しかし、一人の給与を50万円水増しし、別の社員の退職などによる減少と相殺されていれば、総額だけでは異常を発見できない可能性があります。

そこで従業員別の給与額を確認します。

特に、

前月より大幅に増えている社員

通常とは異なる手当が付いている社員

残業代が急増している社員

賞与などの臨時支給がある社員

を確認します。

すべての数字を一から計算し直す必要はありません。

大きく変化した数字に注目するだけでも効果があります。

承認した後に変更できたら意味がない

もう一つ重要なのが、承認後のデータ変更です。

例えば社長が100万円の振込を承認した後、経理担当者が金額を500万円へ変更でき、そのまま振り込める仕組みだったとします。

これでは承認の意味がありません。

振込先や金額など重要な項目を変更した場合には、承認をいったん無効にし、もう一度承認者の確認を必要とする仕組みが重要です。

内部統制では、

誰が承認したか

だけでなく、

何を承認したか

まで考える必要があります。

IDとパスワードを共有してはいけない

せっかく作成権限と承認権限を分けても、IDやパスワードを共有すれば意味がなくなります。

例えば社長の承認用IDとパスワードを経理担当者が知っていれば、経理担当者自身が社長としてログインできてしまう可能性があります。

形式上は二人で承認する仕組みでも、実質的には一人で操作できます。

そのため、利用者ごとにIDを分け、認証手段も適切に管理することが重要です。

デジタル化した経理では、銀行印や通帳を管理するのと同じように、IDや認証情報を管理する必要があります。

操作履歴を残す意味

インターネットバンキングでは、誰がどの操作をしたのか確認できる仕組みを活用することも重要です。

振込データを誰が作ったのか。

誰が変更したのか。

誰が承認したのか。

こうした記録が残れば、問題が起きたときに経緯を確認できます。

さらに担当者から見れば、自分が勝手に振込をしたのではないことを示す記録にもなります。

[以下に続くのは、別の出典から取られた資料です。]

//! Diagnostics and diagnostic sets
//!
//! Diagnostics and sets are handles; the host disposes them explicitly with
//! `clang_disposeDiagnostic` / `clang_disposeDiagnosticSet`.

use napi_derive::napi;

use clang_sys::{
    clang_defaultDiagnosticDisplayOptions, clang_disposeDiagnostic, clang_disposeDiagnosticSet,
    clang_formatDiagnostic, clang_getChildDiagnostics, clang_getDiagnostic,
    clang_getDiagnosticCategory, clang_getDiagnosticCategoryName, clang_getDiagnosticCategoryText,
    clang_getDiagnosticFixIt, clang_getDiagnosticInSet, clang_getDiagnosticLocation,
    clang_getDiagnosticNumFixIts, clang_getDiagnosticNumRanges, clang_getDiagnosticOption,
    clang_getDiagnosticRange, clang_getDiagnosticSetFromTU, clang_getDiagnosticSeverity,
    clang_getDiagnosticSpelling, clang_getNumDiagnostics, clang_getNumDiagnosticsInSet,
    clang_loadDiagnostics, CXSourceRange, CXString,
};

use super::values::{DiagnosticOption, FixIt, LoadedDiagnostics, SourceLocation, SourceRange};
use super::{ready, Pointer};
use crate::strings::{into_string, to_c_string};

fn empty_cx_string() -> CXString {
    // A zeroed CXString has a null data pointer, which dispose tolerates.
    unsafe { std::mem::zeroed() }
}

// ═══════════════════════════════════════════════════════════════════════════════
// SETS
// ═══════════════════════════════════════════════════════════════════════════════

#[napi(js_name = "clang_getNumDiagnosticsInSet")]
pub fn get_num_diagnostics_in_set(diags: &Pointer) -> napi::Result<u32> {
    ready()?;
    Ok(unsafe { clang_getNumDiagnosticsInSet(diags.raw()) } as u32)
}

#[napi(js_name = "clang_getDiagnosticInSet")]
pub fn get_diagnostic_in_set(diags: &Pointer, index: u32) -> napi::Result<Pointer> {
    ready()?;
    Ok(Pointer::new(unsafe {
        clang_getDiagnosticInSet(diags.raw(), index as _)
    }))
}

/// Reads a serialized diagnostics file (`-serialize-diagnostics`).
#[napi(js_name = "clang_loadDiagnostics")]
pub fn load_diagnostics(file: String) -> napi::Result<LoadedDiagnostics> {
    ready()?;
    let file = to_c_string("diagnostics file", &file)?;
    let mut error = 0;
    let mut error_string = empty_cx_string();
    let set = unsafe { clang_loadDiagnostics(file.as_ptr(), &mut error, &mut error_string) };
    Ok(LoadedDiagnostics::new(
        Pointer::new(set),
        error as i32,
        into_string(error_string),
    ))
}

#[napi(js_name = "clang_disposeDiagnosticSet")]
pub fn dispose_diagnostic_set(diags: &Pointer) -> napi::Result<()> {
    ready()?;
    unsafe { clang_disposeDiagnosticSet(diags.raw()) };
    log::debug!("[libclang-native] disposed diagnostic set");
    Ok(())
}

#[napi(js_name = "clang_getChildDiagnostics")]
pub fn get_child_diagnostics(diagnostic: &Pointer) -> napi::Result<Pointer> {
    ready()?;
    Ok(Pointer::new(unsafe {
        clang_getChildDiagnostics(diagnostic.raw())
    }))
}

#[napi(js_name = "clang_getNumDiagnostics")]
pub fn get_num_diagnostics(tu: &Pointer) -> napi::Result<u32> {
    ready()?;
    Ok(unsafe { clang_getNumDiagnostics(tu.raw()) } as u32)
}

#[napi(js_name = "clang_getDiagnostic")]
pub fn get_diagnostic(tu: &Pointer, index: u32) -> napi::Result<Pointer> {
    ready()?;
    Ok(Pointer::new(unsafe { clang_getDiagnostic(tu.raw(), index as _) }))
}

#[napi(js_name = "clang_getDiagnosticSetFromTU")]
pub fn get_diagnostic_set_from_tu(tu: &Pointer) -> napi::Result<Pointer> {
    ready()?;
    Ok(Pointer::new(unsafe { clang_getDiagnosticSetFromTU(tu.raw()) }))
}

#[napi(js_name = "clang_disposeDiagnostic")]
pub fn dispose_diagnostic(diagnostic: &Pointer) -> napi::Result<()> {
    ready()?;
    unsafe { clang_disposeDiagnostic(diagnostic.raw()) };
    Ok(())
}

// ═══════════════════════════════════════════════════════════════════════════════
// SINGLE DIAGNOSTIC
// ═══════════════════════════════════════════════════════════════════════════════

/// `options` is a bitwise or of `CXDiagnosticDisplayOptions`.
#[napi(js_name = "clang_formatDiagnostic")]
pub fn format_diagnostic(diagnostic: &Pointer, options: u32) -> napi::Result<String> {
    ready()?;
    Ok(into_string(unsafe {
        clang_formatDiagnostic(diagnostic.raw(), options as _)
    }))
}

#[napi(js_name = "clang_defaultDiagnosticDisplayOptions")]
pub fn default_diagnostic_display_options() -> napi::Result<u32> {
    ready()?;
    Ok(unsafe { clang_defaultDiagnosticDisplayOptions() } as u32)
}

#[napi(js_name = "clang_getDiagnosticSeverity")]
pub fn get_diagnostic_severity(diagnostic: &Pointer) -> napi::Result<i32> {
    ready()?;
    Ok(unsafe { clang_getDiagnosticSeverity(diagnostic.raw()) } as i32)
}

#[napi(js_name = "clang_getDiagnosticLocation")]
pub fn get_diagnostic_location(diagnostic: &Pointer) -> napi::Result<SourceLocation> {
    ready()?;
    Ok(SourceLocation::from(unsafe {
        clang_getDiagnosticLocation(diagnostic.raw())
    }))
}

#[napi(js_name = "clang_getDiagnosticSpelling")]
pub fn get_diagnostic_spelling(diagnostic: &Pointer) -> napi::Result<String> {
    ready()?;
    Ok(into_string(unsafe {
        clang_getDiagnosticSpelling(diagnostic.raw())
    }))
}

/// The enabling flag (`-Wunused-variable`) and the flag that disables it.
#[napi(js_name = "clang_getDiagnosticOption")]
pub fn get_diagnostic_option(diagnostic: &Pointer) -> napi::Result<DiagnosticOption> {
    ready()?;
    let mut disable = empty_cx_string();
    let option = unsafe { clang_getDiagnosticOption(diagnostic.raw(), &mut disable) };
    Ok(DiagnosticOption {
        option: into_string(option),
        disable: into_string(disable),
    })
}

#[napi(js_name = "clang_getDiagnosticCategory")]
pub fn get_diagnostic_category(diagnostic: &Pointer) -> napi::Result<u32> {
    ready()?;
    Ok(unsafe { clang_getDiagnosticCategory(diagnostic.raw()) } as u32)
}

#[napi(js_name = "clang_getDiagnosticCategoryText")]
pub fn get_diagnostic_category_text(diagnostic: &Pointer) -> napi::Result<String> {
    ready()?;
    Ok(into_string(unsafe {
        clang_getDiagnosticCategoryText(diagnostic.raw())
    }))
}

/// Category name by number. Superseded by `clang_getDiagnosticCategoryText`.
#[napi(js_name = "clang_getDiagnosticCategoryName")]
pub fn get_diagnostic_category_name(category: u32) -> napi::Result<String> {
    ready()?;
    Ok(into_string(unsafe {
        clang_getDiagnosticCategoryName(category as _)
    }))
}

#[napi(js_name = "clang_getDiagnosticNumRanges")]
pub fn get_diagnostic_num_ranges(diagnostic: &Pointer) -> napi::Result<u32> {
    ready()?;
    Ok(unsafe { clang_getDiagnosticNumRanges(diagnostic.raw()) } as u32)
}

#[napi(js_name = "clang_getDiagnosticRange")]
pub fn get_diagnostic_range(diagnostic: &Pointer, range: u32) -> napi::Result<SourceRange> {
    ready()?;
    Ok(SourceRange::from(unsafe {
        clang_getDiagnosticRange(diagnostic.raw(), range as _)
    }))
}

#[napi(js_name = "clang_getDiagnosticNumFixIts")]
pub fn get_diagnostic_num_fix_its(diagnostic: &Pointer) -> napi::Result<u32> {
    ready()?;
    Ok(unsafe { clang_getDiagnosticNumFixIts(diagnostic.raw()) } as u32)
}

#[napi(js_name = "clang_getDiagnosticFixIt")]
pub fn get_diagnostic_fix_it(diagnostic: &Pointer, fix_it: u32) -> napi::Result<FixIt> {
    ready()?;
    let mut range: CXSourceRange = unsafe { std::mem::zeroed() };
    let text = unsafe { clang_getDiagnosticFixIt(diagnostic.raw(), fix_it as _, &mut range) };
    Ok(FixIt::new(into_string(text), SourceRange::from(range)))
}
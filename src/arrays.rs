//! Array Bridge for the libclang bridge
//!
//! Host sequences are copied into natively laid out arrays whose element
//! buffers are owned by the container itself. A container is built in the
//! calling frame and dropped only after the native call has returned, so the
//! pointer handed to libclang can never dangle.

#[cfg(feature = "napi")]
use napi_derive::napi;

use clang_sys::{clang_disposeSourceRangeList, CXSourceRange, CXSourceRangeList, CXUnsavedFile};
use serde::{Deserialize, Serialize};
use std::ffi::CString;
use std::os::raw::c_char;

use crate::error::{BridgeError, Result};

// ═══════════════════════════════════════════════════════════════════════════════
// COMMAND-LINE ARGUMENTS
// ═══════════════════════════════════════════════════════════════════════════════

/// Owned `const char *const *` argument vector.
pub struct CStringArray {
    // Heap buffers do not move when the Vec itself moves.
    _owned: Vec<CString>,
    pointers: Vec<*const c_char>,
}

impl CStringArray {
    /// `None` and an empty slice both become a null pointer with zero count.
    pub fn new(what: &str, values: Option<&[String]>) -> Result<Self> {
        let owned = values
            .unwrap_or_default()
            .iter()
            .map(|v| CString::new(v.as_str()).map_err(|e| BridgeError::interior_nul(what, &e)))
            .collect::<Result<Vec<_>>>()?;
        let pointers = owned.iter().map(|s| s.as_ptr()).collect();
        Ok(CStringArray {
            _owned: owned,
            pointers,
        })
    }

    pub fn as_ptr(&self) -> *const *const c_char {
        if self.pointers.is_empty() {
            std::ptr::null()
        } else {
            self.pointers.as_ptr()
        }
    }

    pub fn len(&self) -> usize {
        self.pointers.len()
    }

    pub fn is_empty(&self) -> bool {
        self.pointers.is_empty()
    }
}

// ═══════════════════════════════════════════════════════════════════════════════
// UNSAVED FILES
// ═══════════════════════════════════════════════════════════════════════════════

/// In-memory override of a file's contents for a single parse or reparse.
#[derive(Debug, Clone, Serialize, Deserialize, PartialEq, Eq)]
#[cfg_attr(feature = "napi", napi(object))]
#[serde(rename_all = "camelCase")]
pub struct UnsavedFile {
    pub filename: String,
    pub contents: String,
}

impl UnsavedFile {
    pub fn new(filename: impl Into<String>, contents: impl Into<String>) -> Self {
        UnsavedFile {
            filename: filename.into(),
            contents: contents.into(),
        }
    }
}

/// Owned `CXUnsavedFile` table plus the path and content buffers it points to.
pub struct UnsavedFileArray {
    _filenames: Vec<CString>,
    _contents: Vec<Box<[u8]>>,
    entries: Vec<CXUnsavedFile>,
}

impl UnsavedFileArray {
    pub fn new(files: Option<&[UnsavedFile]>) -> Result<Self> {
        let files = files.unwrap_or_default();
        let mut filenames = Vec::with_capacity(files.len());
        let mut contents = Vec::with_capacity(files.len());
        let mut entries = Vec::with_capacity(files.len());

        for file in files {
            let filename = CString::new(file.filename.as_str())
                .map_err(|e| BridgeError::interior_nul("unsaved file name", &e))?;

            // Length is passed explicitly; the trailing NUL only guards readers
            // that treat the buffer as a C string.
            let mut bytes = Vec::with_capacity(file.contents.len() + 1);
            bytes.extend_from_slice(file.contents.as_bytes());
            bytes.push(0);
            let bytes = bytes.into_boxed_slice();

            entries.push(CXUnsavedFile {
                Filename: filename.as_ptr(),
                Contents: bytes.as_ptr() as *const c_char,
                Length: file.contents.len() as _,
            });
            filenames.push(filename);
            contents.push(bytes);
        }

        Ok(UnsavedFileArray {
            _filenames: filenames,
            _contents: contents,
            entries,
        })
    }

    pub fn as_mut_ptr(&mut self) -> *mut CXUnsavedFile {
        if self.entries.is_empty() {
            std::ptr::null_mut()
        } else {
            self.entries.as_mut_ptr()
        }
    }

    pub fn len(&self) -> usize {
        self.entries.len()
    }

    pub fn is_empty(&self) -> bool {
        self.entries.is_empty()
    }
}

// ═══════════════════════════════════════════════════════════════════════════════
// INBOUND ARRAYS
// ═══════════════════════════════════════════════════════════════════════════════

/// Copies `len` elements out of a library-allocated array, then hands the
/// array back to `dispose`. `dispose` runs even for an empty array so the
/// native allocation is always released.
pub fn copy_and_dispose<T: Copy>(
    ptr: *mut T,
    len: usize,
    dispose: impl FnOnce(*mut T),
) -> Vec<T> {
    if ptr.is_null() {
        return Vec::new();
    }
    let copied = if len == 0 {
        Vec::new()
    } else {
        unsafe { std::slice::from_raw_parts(ptr, len) }.to_vec()
    };
    dispose(ptr);
    copied
}

pub fn source_range_list_into_vec(list: *mut CXSourceRangeList) -> Vec<CXSourceRange> {
    if list.is_null() {
        return Vec::new();
    }
    let ranges = unsafe {
        let list_ref = &*list;
        if list_ref.ranges.is_null() || list_ref.count == 0 {
            Vec::new()
        } else {
            std::slice::from_raw_parts(list_ref.ranges, list_ref.count as usize).to_vec()
        }
    };
    unsafe { clang_disposeSourceRangeList(list) };
    ranges
}

#[cfg(test)]
mod tests {
    use super::*;
    use std::ffi::CStr;

    #[test]
    fn test_absent_arguments_are_null() {
        let args = CStringArray::new("command-line argument", None).unwrap();
        assert!(args.as_ptr().is_null());
        assert_eq!(args.len(), 0);

        let empty: Vec<String> = vec![];
        let args = CStringArray::new("command-line argument", Some(&empty)).unwrap();
        assert!(args.as_ptr().is_null());
        assert!(args.is_empty());
    }

    #[test]
    fn test_arguments_are_independent_copies() {
        let mut host = vec!["-std=c11".to_string(), "-DFOO=1".to_string()];
        let args = CStringArray::new("command-line argument", Some(&host)).unwrap();
        host.clear();
        drop(host);

        let read: Vec<&str> = (0..args.len())
            .map(|i| unsafe { CStr::from_ptr(*args.as_ptr().add(i)) }.to_str().unwrap())
            .collect();
        assert_eq!(read, vec!["-std=c11", "-DFOO=1"]);
    }

    #[test]
    fn test_argument_with_nul_is_rejected() {
        let host = vec!["-I\0inc".to_string()];
        let err = CStringArray::new("command-line argument", Some(&host)).err();
        assert!(matches!(err, Some(BridgeError::InteriorNul { offset: 2, .. })));
    }

    #[test]
    fn test_unsaved_files_survive_container_move() {
        let files = vec![
            UnsavedFile::new("/virtual/a.c", "int a;"),
            UnsavedFile::new("/virtual/b.h", ""),
        ];
        let array = UnsavedFileArray::new(Some(&files)).unwrap();
        drop(files);

        // Moving the container must not move the buffers the table points to.
        let mut moved = Box::new(array);
        let ptr = moved.as_mut_ptr();
        assert_eq!(moved.len(), 2);

        let entries = unsafe { std::slice::from_raw_parts(ptr, moved.len()) };
        let name = unsafe { CStr::from_ptr(entries[0].Filename) };
        assert_eq!(name.to_str().unwrap(), "/virtual/a.c");
        assert_eq!(entries[0].Length as usize, 6);
        let body = unsafe {
            std::slice::from_raw_parts(entries[0].Contents as *const u8, entries[0].Length as usize)
        };
        assert_eq!(body, b"int a;");
        assert_eq!(entries[1].Length as usize, 0);
        assert!(!entries[1].Contents.is_null());
    }

    #[test]
    fn test_contents_keep_embedded_nul() {
        let files = vec![UnsavedFile::new("/virtual/bin.c", "a\0b")];
        let mut array = UnsavedFileArray::new(Some(&files)).unwrap();
        let entry = unsafe { &*array.as_mut_ptr() };
        assert_eq!(entry.Length as usize, 3);
    }

    #[test]
    fn test_unsaved_file_name_with_nul_is_rejected() {
        let files = vec![UnsavedFile::new("bad\0name.c", "")];
        assert!(UnsavedFileArray::new(Some(&files)).is_err());
    }

    #[test]
    fn test_no_unsaved_files_is_null() {
        let mut array = UnsavedFileArray::new(None).unwrap();
        assert!(array.as_mut_ptr().is_null());
        assert!(array.is_empty());
    }

    #[test]
    fn test_copy_and_dispose_releases_once() {
        let native = Box::into_raw(vec![3u32, 5, 8].into_boxed_slice()) as *mut u32;
        let mut released = 0;
        let copied = copy_and_dispose(native, 3, |ptr| {
            released += 1;
            drop(unsafe { Box::from_raw(std::ptr::slice_from_raw_parts_mut(ptr, 3)) });
        });
        assert_eq!(copied, vec![3, 5, 8]);
        assert_eq!(released, 1);
    }

    #[test]
    fn test_copy_and_dispose_null_skips_dispose() {
        let mut released = false;
        let copied = copy_and_dispose(std::ptr::null_mut::<u32>(), 4, |_| released = true);
        assert!(copied.is_empty());
        assert!(!released);
    }

    #[test]
    fn test_empty_range_list_pointer() {
        assert!(source_range_list_into_vec(std::ptr::null_mut()).is_empty());
    }

    #[test]
    fn test_unsaved_file_deserializes_from_host_record() {
        let file: UnsavedFile =
            serde_json::from_str(r#"{"filename":"/v/x.c","contents":"int x;"}"#).unwrap();
        assert_eq!(file, UnsavedFile::new("/v/x.c", "int x;"));

        let missing = serde_json::from_str::<UnsavedFile>(r#"{"filename":"/v/x.c"}"#);
        assert!(missing.is_err());
    }
}
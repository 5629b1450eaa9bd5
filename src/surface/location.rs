//! Source locations and ranges

use napi_derive::napi;

use clang_sys::{
    clang_equalLocations, clang_equalRanges, clang_getAllSkippedRanges, clang_getExpansionLocation,
    clang_getFileLocation, clang_getInstantiationLocation, clang_getLocation,
    clang_getLocationForOffset, clang_getPresumedLocation, clang_getRange, clang_getRangeEnd,
    clang_getRangeStart, clang_getSkippedRanges, clang_getSpellingLocation,
    clang_Location_isFromMainFile, clang_Location_isInSystemHeader, clang_Range_isNull, CXFile,
    CXSourceLocation, CXString,
};
use std::os::raw::c_uint;
use std::ptr;

use super::values::{FileLocation, PresumedLocation, SourceLocation, SourceRange};
use super::{ready, Pointer};
use crate::arrays::source_range_list_into_vec;
use crate::strings::into_string;

// ═══════════════════════════════════════════════════════════════════════════════
// LOCATIONS
// ═══════════════════════════════════════════════════════════════════════════════

#[napi(js_name = "clang_getNullLocation")]
pub fn get_null_location() -> napi::Result<SourceLocation> {
    ready()?;
    Ok(SourceLocation::null())
}

#[napi(js_name = "clang_equalLocations")]
pub fn equal_locations(loc1: &SourceLocation, loc2: &SourceLocation) -> napi::Result<u32> {
    ready()?;
    Ok(unsafe { clang_equalLocations(loc1.raw, loc2.raw) } as u32)
}

#[napi(js_name = "clang_getLocation")]
pub fn get_location(
    tu: &Pointer,
    file: &Pointer,
    line: u32,
    column: u32,
) -> napi::Result<SourceLocation> {
    ready()?;
    let raw = unsafe { clang_getLocation(tu.raw(), file.raw(), line as _, column as _) };
    Ok(SourceLocation::from(raw))
}

#[napi(js_name = "clang_getLocationForOffset")]
pub fn get_location_for_offset(
    tu: &Pointer,
    file: &Pointer,
    offset: u32,
) -> napi::Result<SourceLocation> {
    ready()?;
    let raw = unsafe { clang_getLocationForOffset(tu.raw(), file.raw(), offset as _) };
    Ok(SourceLocation::from(raw))
}

#[napi(js_name = "clang_Location_isInSystemHeader")]
pub fn location_is_in_system_header(location: &SourceLocation) -> napi::Result<i32> {
    ready()?;
    Ok(unsafe { clang_Location_isInSystemHeader(location.raw) } as i32)
}

#[napi(js_name = "clang_Location_isFromMainFile")]
pub fn location_is_from_main_file(location: &SourceLocation) -> napi::Result<i32> {
    ready()?;
    Ok(unsafe { clang_Location_isFromMainFile(location.raw) } as i32)
}

fn decompose<F>(location: &SourceLocation, f: F) -> FileLocation
where
    F: FnOnce(CXSourceLocation, *mut CXFile, *mut c_uint, *mut c_uint, *mut c_uint),
{
    let mut file: CXFile = ptr::null_mut();
    let (mut line, mut column, mut offset): (c_uint, c_uint, c_uint) = (0, 0, 0);
    f(location.raw, &mut file, &mut line, &mut column, &mut offset);
    FileLocation::new(Pointer::new(file), line as u32, column as u32, offset as u32)
}

/// File, line, column and offset after macro expansion.
#[napi(js_name = "clang_getExpansionLocation")]
pub fn get_expansion_location(location: &SourceLocation) -> napi::Result<FileLocation> {
    ready()?;
    Ok(decompose(location, |l, f, line, col, off| unsafe {
        clang_getExpansionLocation(l, f, line, col, off)
    }))
}

/// Older name of `clang_getExpansionLocation`.
#[napi(js_name = "clang_getInstantiationLocation")]
pub fn get_instantiation_location(location: &SourceLocation) -> napi::Result<FileLocation> {
    ready()?;
    Ok(decompose(location, |l, f, line, col, off| unsafe {
        clang_getInstantiationLocation(l, f, line, col, off)
    }))
}

#[napi(js_name = "clang_getSpellingLocation")]
pub fn get_spelling_location(location: &SourceLocation) -> napi::Result<FileLocation> {
    ready()?;
    Ok(decompose(location, |l, f, line, col, off| unsafe {
        clang_getSpellingLocation(l, f, line, col, off)
    }))
}

#[napi(js_name = "clang_getFileLocation")]
pub fn get_file_location(location: &SourceLocation) -> napi::Result<FileLocation> {
    ready()?;
    Ok(decompose(location, |l, f, line, col, off| unsafe {
        clang_getFileLocation(l, f, line, col, off)
    }))
}

/// Location as adjusted by `#line` directives.
#[napi(js_name = "clang_getPresumedLocation")]
pub fn get_presumed_location(location: &SourceLocation) -> napi::Result<PresumedLocation> {
    ready()?;
    let mut filename: CXString = unsafe { std::mem::zeroed() };
    let (mut line, mut column): (c_uint, c_uint) = (0, 0);
    unsafe { clang_getPresumedLocation(location.raw, &mut filename, &mut line, &mut column) };
    Ok(PresumedLocation {
        filename: into_string(filename),
        line: line as u32,
        column: column as u32,
    })
}

// ═══════════════════════════════════════════════════════════════════════════════
// RANGES
// ═══════════════════════════════════════════════════════════════════════════════

#[napi(js_name = "clang_getNullRange")]
pub fn get_null_range() -> napi::Result<SourceRange> {
    ready()?;
    Ok(SourceRange::null())
}

#[napi(js_name = "clang_getRange")]
pub fn get_range(begin: &SourceLocation, end: &SourceLocation) -> napi::Result<SourceRange> {
    ready()?;
    Ok(SourceRange::from(unsafe { clang_getRange(begin.raw, end.raw) }))
}

#[napi(js_name = "clang_equalRanges")]
pub fn equal_ranges(range1: &SourceRange, range2: &SourceRange) -> napi::Result<u32> {
    ready()?;
    Ok(unsafe { clang_equalRanges(range1.raw, range2.raw) } as u32)
}

#[napi(js_name = "clang_Range_isNull")]
pub fn range_is_null(range: &SourceRange) -> napi::Result<i32> {
    ready()?;
    Ok(unsafe { clang_Range_isNull(range.raw) } as i32)
}

#[napi(js_name = "clang_getRangeStart")]
pub fn get_range_start(range: &SourceRange) -> napi::Result<SourceLocation> {
    ready()?;
    Ok(SourceLocation::from(unsafe { clang_getRangeStart(range.raw) }))
}

#[napi(js_name = "clang_getRangeEnd")]
pub fn get_range_end(range: &SourceRange) -> napi::Result<SourceLocation> {
    ready()?;
    Ok(SourceLocation::from(unsafe { clang_getRangeEnd(range.raw) }))
}

/// Preprocessor-skipped ranges of one file. Requires a translation unit
/// parsed with `DetailedPreprocessingRecord`.
#[napi(js_name = "clang_getSkippedRanges")]
pub fn get_skipped_ranges(tu: &Pointer, file: &Pointer) -> napi::Result<Vec<SourceRange>> {
    ready()?;
    let list = unsafe { clang_getSkippedRanges(tu.raw(), file.raw()) };
    Ok(source_range_list_into_vec(list)
        .into_iter()
        .map(SourceRange::from)
        .collect())
}

#[napi(js_name = "clang_getAllSkippedRanges")]
pub fn get_all_skipped_ranges(tu: &Pointer) -> napi::Result<Vec<SourceRange>> {
    ready()?;
    let list = unsafe { clang_getAllSkippedRanges(tu.raw()) };
    Ok(source_range_list_into_vec(list)
        .into_iter()
        .map(SourceRange::from)
        .collect())
}
use chrono::NaiveDate;

use finbti_config::{Config, ConfigManager};
use finbti_core::{
    currency_formatter, Clock, CurrencyFormatter, GroupingOptions, LabelLocale,
};

use super::output::{OutputPreferences, Report};

/// How command results are emitted.
#[derive(Debug, Clone, Copy, PartialEq, Eq)]
pub enum OutputMode {
    Text,
    Json,
}

/// State shared by every command handler for one invocation.
pub struct ShellContext {
    pub config: Config,
    pub config_manager: ConfigManager,
    pub clock: Box<dyn Clock>,
    pub mode: OutputMode,
    /// Colour off for this run only; never written back to `config`.
    pub plain: bool,
}

impl ShellContext {
    pub fn new(config_manager: ConfigManager, config: Config, clock: Box<dyn Clock>) -> Self {
        Self {
            config,
            config_manager,
            clock,
            mode: OutputMode::Text,
            plain: false,
        }
    }

    pub fn with_mode(mut self, mode: OutputMode) -> Self {
        self.mode = mode;
        self
    }

    pub fn with_plain(mut self, plain: bool) -> Self {
        self.plain = plain;
        self
    }

    pub fn today(&self) -> NaiveDate {
        self.clock.today()
    }

    pub fn locale(&self) -> LabelLocale {
        LabelLocale::from_tag(&self.config.locale)
    }

    pub fn grouping_options(&self) -> GroupingOptions {
        GroupingOptions {
            key: self.config.ledger_grouping,
            locale: self.locale(),
            currency: self.config.currency.clone(),
        }
    }

    pub fn formatter(&self) -> Box<dyn CurrencyFormatter> {
        currency_formatter(&self.config.currency)
    }

    pub fn preferences(&self) -> OutputPreferences {
        OutputPreferences {
            color_enabled: self.config.ui_color_enabled && !self.plain,
        }
    }

    pub fn report(&self) -> Report {
        Report::new(self.preferences())
    }
}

操作履歴は会社だけでなく、経理担当者を守るためにも役立ちます。

紙からデジタルになっても問題の本質は同じ

参考記事で紹介された大阪市の人材派遣会社では、経理担当者が振込依頼書を利用して給与を水増ししていました。

社長の決裁後、自分の給与を水増しした依頼書を銀行へ送るという方法です。

インターネットバンキングなら同じ不正は起きないと思うかもしれません。

しかし、経理担当者一人にデータ作成から承認までの権限を与えれば、問題の構造は変わりません。

紙を改ざんする代わりに、システム上の数字を書き換えるだけだからです。

重要なのは紙かデジタルかではありません。

一人で取引を完結できるかどうかです。

結論

振込の作成権限とは、振込先や金額などのデータを準備する権限です。

承認権限とは、その内容を確認して実際の振込を確定させる権限です。

この二つを同じ人に与えると、一人で会社のお金を動かせる状態になる可能性があります。

中小企業で経理担当者が一人しかいなくても、

経理担当者が振込データを作る

社長が内容を確認する

社長自身のIDで最終承認する

重要な変更があれば再承認する

という仕組みは作れます。

さらにIDや認証情報を共有しないことも重要です。

経理のデジタル化によって紙の改ざんリスクは減らせます。

しかし、デジタル化だけで不正がなくなるわけではありません。

一人で作って、一人で承認して、一人で振り込める状態を作らない。

それがインターネットバンキング時代の内部統制の基本なのです。